--- What you are asked to do ---
Could you reproduce every entry that follows, exactly as shown?

--- The records ---
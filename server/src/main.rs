//! Cronos Server - HTTP board service for day-ordered billing reminders.
//!
//! The server keeps one normalized [`Board`] in memory, applies moves and
//! edits through the cronos-engine planner, and writes each change set
//! to the store.

mod config;
mod error;
mod handlers;
mod routes;
mod storage;

use crate::config::Config;
use crate::storage::{persist_events, MemoryStore};
use axum::Router;
use cronos_engine::{is_normalized, Board};
use std::sync::Arc;
use tokio::sync::Mutex;
use tower_http::cors::{Any, CorsLayer};
use tower_http::trace::TraceLayer;
use tracing_subscriber::{layer::SubscriberExt, util::SubscriberInitExt};

/// Application state shared across handlers.
#[derive(Clone)]
pub struct AppState {
    pub board: Arc<Mutex<Board>>,
    pub store: Arc<MemoryStore>,
    pub config: Arc<Config>,
}

impl AppState {
    pub fn new(board: Board, store: MemoryStore, config: Config) -> Self {
        Self {
            board: Arc::new(Mutex::new(board)),
            store: Arc::new(store),
            config: Arc::new(config),
        }
    }
}

/// Build the application router with middleware.
pub fn build_app(state: AppState) -> Router {
    Router::new()
        .merge(routes::create_routes())
        .layer(TraceLayer::new_for_http())
        .layer(
            CorsLayer::new()
                .allow_origin(Any)
                .allow_methods(Any)
                .allow_headers(Any),
        )
        .with_state(state)
}

/// Load the board from the store, repairing stored ranks if needed.
async fn load_board(store: &MemoryStore) -> Result<Board, storage::StorageError> {
    let events = store.list_events().await?;
    let board = Board::from_events(events.clone());

    if !is_normalized(&events) {
        let repaired: Vec<_> = board
            .iter()
            .filter(|e| !events.contains(e))
            .cloned()
            .collect();
        tracing::info!(count = repaired.len(), "Repairing stored event ranks");
        let failed = persist_events(store, &repaired).await;
        if !failed.is_empty() {
            tracing::warn!(count = failed.len(), "Some repaired events were not saved");
        }
    }

    Ok(board)
}

#[tokio::main]
async fn main() -> Result<(), Box<dyn std::error::Error>> {
    // Initialize tracing
    tracing_subscriber::registry()
        .with(
            tracing_subscriber::EnvFilter::try_from_default_env()
                .unwrap_or_else(|_| "cronos_server=debug,tower_http=debug".into()),
        )
        .with(tracing_subscriber::fmt::layer())
        .init();

    // Load configuration
    dotenvy::dotenv().ok();
    let config = Config::from_env()?;

    tracing::info!("Starting Cronos Server on {}:{}", config.host, config.port);

    let store = MemoryStore::open(config.data_file.clone()).await?;
    if config.seed_templates {
        store.seed_templates().await?;
        store.flush().await?;
    }

    let board = load_board(&store).await?;
    tracing::info!(events = board.len(), "Board loaded");

    let addr = format!("{}:{}", config.host, config.port);
    let app = build_app(AppState::new(board, store, config));

    // Start server
    let listener = tokio::net::TcpListener::bind(&addr).await?;
    tracing::info!("Server listening on {}", addr);

    axum::serve(listener, app).await?;

    Ok(())
}
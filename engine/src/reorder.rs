//! Move planning for drag-and-drop reordering.
//!
//! Given the full event collection and a move request, this module computes
//! the collection after the move and the minimal set of events whose date or
//! rank must be rewritten.
//!
//! # Algorithm
//!
//! 1. Locate the moving event and its current day (the source)
//! 2. Clamp the target index into `[0, n]`, where `n` counts the target
//!    day's events without the moving one
//! 3. Same day: splice the event among its sorted siblings, re-rank `0..n`
//! 4. Other day: re-rank the source siblings to close the gap, splice the
//!    event into the sorted target day, re-rank it
//! 5. Return untouched days, then the re-ranked source, then the target
//!
//! Ranks stay dense after every move, so normalization remains a no-op on
//! any collection produced here.

use crate::order::sort_day;
use crate::{DayKey, Event, EventId};
use serde::{Deserialize, Serialize};

/// Request to move one event to a position in a day.
#[derive(Debug, Clone, PartialEq, Eq, Serialize, Deserialize)]
#[serde(rename_all = "camelCase")]
pub struct MoveRequest {
    /// Event being dragged
    pub event_id: EventId,
    /// Day it is dropped on
    pub target_date: DayKey,
    /// Desired index in the target day after the move; clamped
    pub target_index: i64,
}

impl MoveRequest {
    pub fn new(
        event_id: impl Into<EventId>,
        target_date: impl Into<DayKey>,
        target_index: i64,
    ) -> Self {
        Self {
            event_id: event_id.into(),
            target_date: target_date.into(),
            target_index,
        }
    }
}

/// Result of planning a move.
#[derive(Debug, Clone, PartialEq, Eq, Default, Serialize, Deserialize)]
#[serde(rename_all = "camelCase")]
pub struct MovePlan {
    /// Full collection with the move applied
    pub updated: Vec<Event>,
    /// Events whose date or rank differs from the input; the write set
    pub changed: Vec<Event>,
}

impl MovePlan {
    fn unchanged(events: &[Event]) -> Self {
        Self {
            updated: events.to_vec(),
            changed: Vec::new(),
        }
    }

    /// True if nothing needs to be persisted.
    pub fn is_noop(&self) -> bool {
        self.changed.is_empty()
    }
}

/// Plan moving `request.event_id` to `request.target_index` of
/// `request.target_date`.
///
/// An unknown event id is not an error: the input comes back unchanged with
/// an empty change set. The same holds for an empty id, which names no
/// single event.
pub fn plan_move(events: &[Event], request: &MoveRequest) -> MovePlan {
    let found = if request.event_id.is_empty() {
        None
    } else {
        events.iter().position(|e| e.id == request.event_id)
    };
    let Some(position) = found else {
        tracing::debug!(event = %request.event_id, "move target not found, nothing to do");
        return MovePlan::unchanged(events);
    };
    let moving = &events[position];

    let source = moving.date.clone();
    let target = &request.target_date;

    let siblings = |day: &DayKey| -> Vec<Event> {
        let mut list: Vec<Event> = events
            .iter()
            .enumerate()
            .filter(|(i, e)| &e.date == day && *i != position)
            .map(|(_, e)| e.clone())
            .collect();
        sort_day(&mut list);
        list
    };

    let mut target_day = siblings(target);
    let index = clamp_index(request.target_index, target_day.len());
    target_day.insert(index, moving.clone());

    let source_day = if &source == target {
        Vec::new()
    } else {
        rerank(siblings(&source), &source)
    };
    let target_day = rerank(target_day, target);

    let mut updated: Vec<Event> = events
        .iter()
        .filter(|e| e.date != source && &e.date != target)
        .cloned()
        .collect();
    let mut changed = Vec::new();

    for (event, is_changed) in source_day.into_iter().chain(target_day) {
        if is_changed {
            changed.push(event.clone());
        }
        updated.push(event);
    }

    tracing::debug!(
        event = %request.event_id,
        from = %source,
        to = %target,
        index,
        changed = changed.len(),
        "planned move"
    );

    MovePlan { updated, changed }
}

/// Clamp a requested index into `[0, len]`.
pub fn clamp_index(requested: i64, len: usize) -> usize {
    if requested <= 0 {
        return 0;
    }
    usize::try_from(requested).unwrap_or(usize::MAX).min(len)
}

/// Assign ranks `0..n` in list order, flagging entries whose placement moved.
fn rerank(day: Vec<Event>, date: &DayKey) -> Vec<(Event, bool)> {
    day.into_iter()
        .enumerate()
        .map(|(rank, before)| {
            let after = before.placed(date, rank);
            let is_changed = !after.same_placement(&before);
            (after, is_changed)
        })
        .collect()
}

--- Solution below ---
filename server/src/main.rs
//! Cronos Server - HTTP board service for day-ordered billing reminders.
//!
//! The server keeps one normalized [`Board`] in memory, applies moves and
//! edits through the cronos-engine planner, and writes each change set
//! to the store.

mod config;
mod error;
mod handlers;
mod routes;
mod storage;

use crate::config::Config;
use crate::storage::{persist_events, MemoryStore};
use axum::Router;
use cronos_engine::{is_normalized, Board};
use std::sync::Arc;
use tokio::sync::Mutex;
use tower_http::cors::{Any, CorsLayer};
use tower_http::trace::TraceLayer;
use tracing_subscriber::{layer::SubscriberExt, util::SubscriberInitExt};

/// Application state shared across handlers.
#[derive(Clone)]
pub struct AppState {
    pub board: Arc<Mutex<Board>>,
    pub store: Arc<MemoryStore>,
    pub config: Arc<Config>,
}

impl AppState {
    pub fn new(board: Board, store: MemoryStore, config: Config) -> Self {
        Self {
            board: Arc::new(Mutex::new(board)),
            store: Arc::new(store),
            config: Arc::new(config),
        }
    }
}

/// Build the application router with middleware.
pub fn build_app(state: AppState) -> Router {
    Router::new()
        .merge(routes::create_routes())
        .layer(TraceLayer::new_for_http())
        .layer(
            CorsLayer::new()
                .allow_origin(Any)
                .allow_methods(Any)
                .allow_headers(Any),
        )
        .with_state(state)
}

/// Load the board from the store, repairing stored ranks if needed.
async fn load_board(store: &MemoryStore) -> Result<Board, storage::StorageError> {
    let events = store.list_events().await?;
    let board = Board::from_events(events.clone());

    if !is_normalized(&events) {
        let repaired: Vec<_> = board
            .iter()
            .filter(|e| !events.contains(e))
            .cloned()
            .collect();
        tracing::info!(count = repaired.len(), "Repairing stored event ranks");
        let failed = persist_events(store, &repaired).await;
        if !failed.is_empty() {
            tracing::warn!(count = failed.len(), "Some repaired events were not saved");
        }
    }

    Ok(board)
}

#[tokio::main]
async fn main() -> Result<(), Box<dyn std::error::Error>> {
    // Initialize tracing
    tracing_subscriber::registry()
        .with(
            tracing_subscriber::EnvFilter::try_from_default_env()
                .unwrap_or_else(|_| "cronos_server=debug,tower_http=debug".into()),
        )
        .with(tracing_subscriber::fmt::layer())
        .init();

    // Load configuration
    dotenvy::dotenv().ok();
    let config = Config::from_env()?;

    tracing::info!("Starting Cronos Server on {}:{}", config.host, config.port);

    let store = MemoryStore::open(config.data_file.clone()).await?;
    if config.seed_templates {
        store.seed_templates().await?;
        store.flush().await?;
    }

    let board = load_board(&store).await?;
    tracing::info!(events = board.len(), "Board loaded");

    let addr = format!("{}:{}", config.host, config.port);
    let app = build_app(AppState::new(board, store, config));

    // Start server
    let listener = tokio::net::TcpListener::bind(&addr).await?;
    tracing::info!("Server listening on {}", addr);

    axum::serve(listener, app).await?;

    Ok(())
}
filename engine/src/reorder.rs
//! Move planning for drag-and-drop reordering.
//!
//! Given the full event collection and a move request, this module computes
//! the collection after the move and the minimal set of events whose date or
//! rank must be rewritten.
//!
//! # Algorithm
//!
//! 1. Locate the moving event and its current day (the source)
//! 2. Clamp the target index into `[0, n]`, where `n` counts the target
//!    day's events without the moving one
//! 3. Same day: splice the event among its sorted siblings, re-rank `0..n`
//! 4. Other day: re-rank the source siblings to close the gap, splice the
//!    event into the sorted target day, re-rank it
//! 5. Return untouched days, then the re-ranked source, then the target
//!
//! Ranks stay dense after every move, so normalization remains a no-op on
//! any collection produced here.

use crate::order::sort_day;
use crate::{DayKey, Event, EventId};
use serde::{Deserialize, Serialize};

/// Request to move one event to a position in a day.
#[derive(Debug, Clone, PartialEq, Eq, Serialize, Deserialize)]
#[serde(rename_all = "camelCase")]
pub struct MoveRequest {
    /// Event being dragged
    pub event_id: EventId,
    /// Day it is dropped on
    pub target_date: DayKey,
    /// Desired index in the target day after the move; clamped
    pub target_index: i64,
}

impl MoveRequest {
    pub fn new(
        event_id: impl Into<EventId>,
        target_date: impl Into<DayKey>,
        target_index: i64,
    ) -> Self {
        Self {
            event_id: event_id.into(),
            target_date: target_date.into(),
            target_index,
        }
    }
}

/// Result of planning a move.
#[derive(Debug, Clone, PartialEq, Eq, Default, Serialize, Deserialize)]
#[serde(rename_all = "camelCase")]
pub struct MovePlan {
    /// Full collection with the move applied
    pub updated: Vec<Event>,
    /// Events whose date or rank differs from the input; the write set
    pub changed: Vec<Event>,
}

impl MovePlan {
    fn unchanged(events: &[Event]) -> Self {
        Self {
            updated: events.to_vec(),
            changed: Vec::new(),
        }
    }

    /// True if nothing needs to be persisted.
    pub fn is_noop(&self) -> bool {
        self.changed.is_empty()
    }
}

/// Plan moving `request.event_id` to `request.target_index` of
/// `request.target_date`.
///
/// An unknown event id is not an error: the input comes back unchanged with
/// an empty change set. The same holds for an empty id, which names no
/// single event.
pub fn plan_move(events: &[Event], request: &MoveRequest) -> MovePlan {
    let found = if request.event_id.is_empty() {
        None
    } else {
        events.iter().position(|e| e.id == request.event_id)
    };
    let Some(position) = found else {
        tracing::debug!(event = %request.event_id, "move target not found, nothing to do");
        return MovePlan::unchanged(events);
    };
    let moving = &events[position];

    let source = moving.date.clone();
    let target = &request.target_date;

    let siblings = |day: &DayKey| -> Vec<Event> {
        let mut list: Vec<Event> = events
            .iter()
            .enumerate()
            .filter(|(i, e)| &e.date == day && *i != position)
            .map(|(_, e)| e.clone())
            .collect();
        sort_day(&mut list);
        list
    };

    let mut target_day = siblings(target);
    let index = clamp_index(request.target_index, target_day.len());
    target_day.insert(index, moving.clone());

    let source_day = if &source == target {
        Vec::new()
    } else {
        rerank(siblings(&source), &source)
    };
    let target_day = rerank(target_day, target);

    let mut updated: Vec<Event> = events
        .iter()
        .filter(|e| e.date != source && &e.date != target)
        .cloned()
        .collect();
    let mut changed = Vec::new();

    for (event, is_changed) in source_day.into_iter().chain(target_day) {
        if is_changed {
            changed.push(event.clone());
        }
        updated.push(event);
    }

    tracing::debug!(
        event = %request.event_id,
        from = %source,
        to = %target,
        index,
        changed = changed.len(),
        "planned move"
    );

    MovePlan { updated, changed }
}

/// Clamp a requested index into `[0, len]`.
pub fn clamp_index(requested: i64, len: usize) -> usize {
    if requested <= 0 {
        return 0;
    }
    usize::try_from(requested).unwrap_or(usize::MAX).min(len)
}

/// Assign ranks `0..n` in list order, flagging entries whose placement moved.
fn rerank(day: Vec<Event>, date: &DayKey) -> Vec<(Event, bool)> {
    day.into_iter()
        .enumerate()
        .map(|(rank, before)| {
            let after = before.placed(date, rank);
            let is_changed = !after.same_placement(&before);
            (after, is_changed)
        })
        .collect()
}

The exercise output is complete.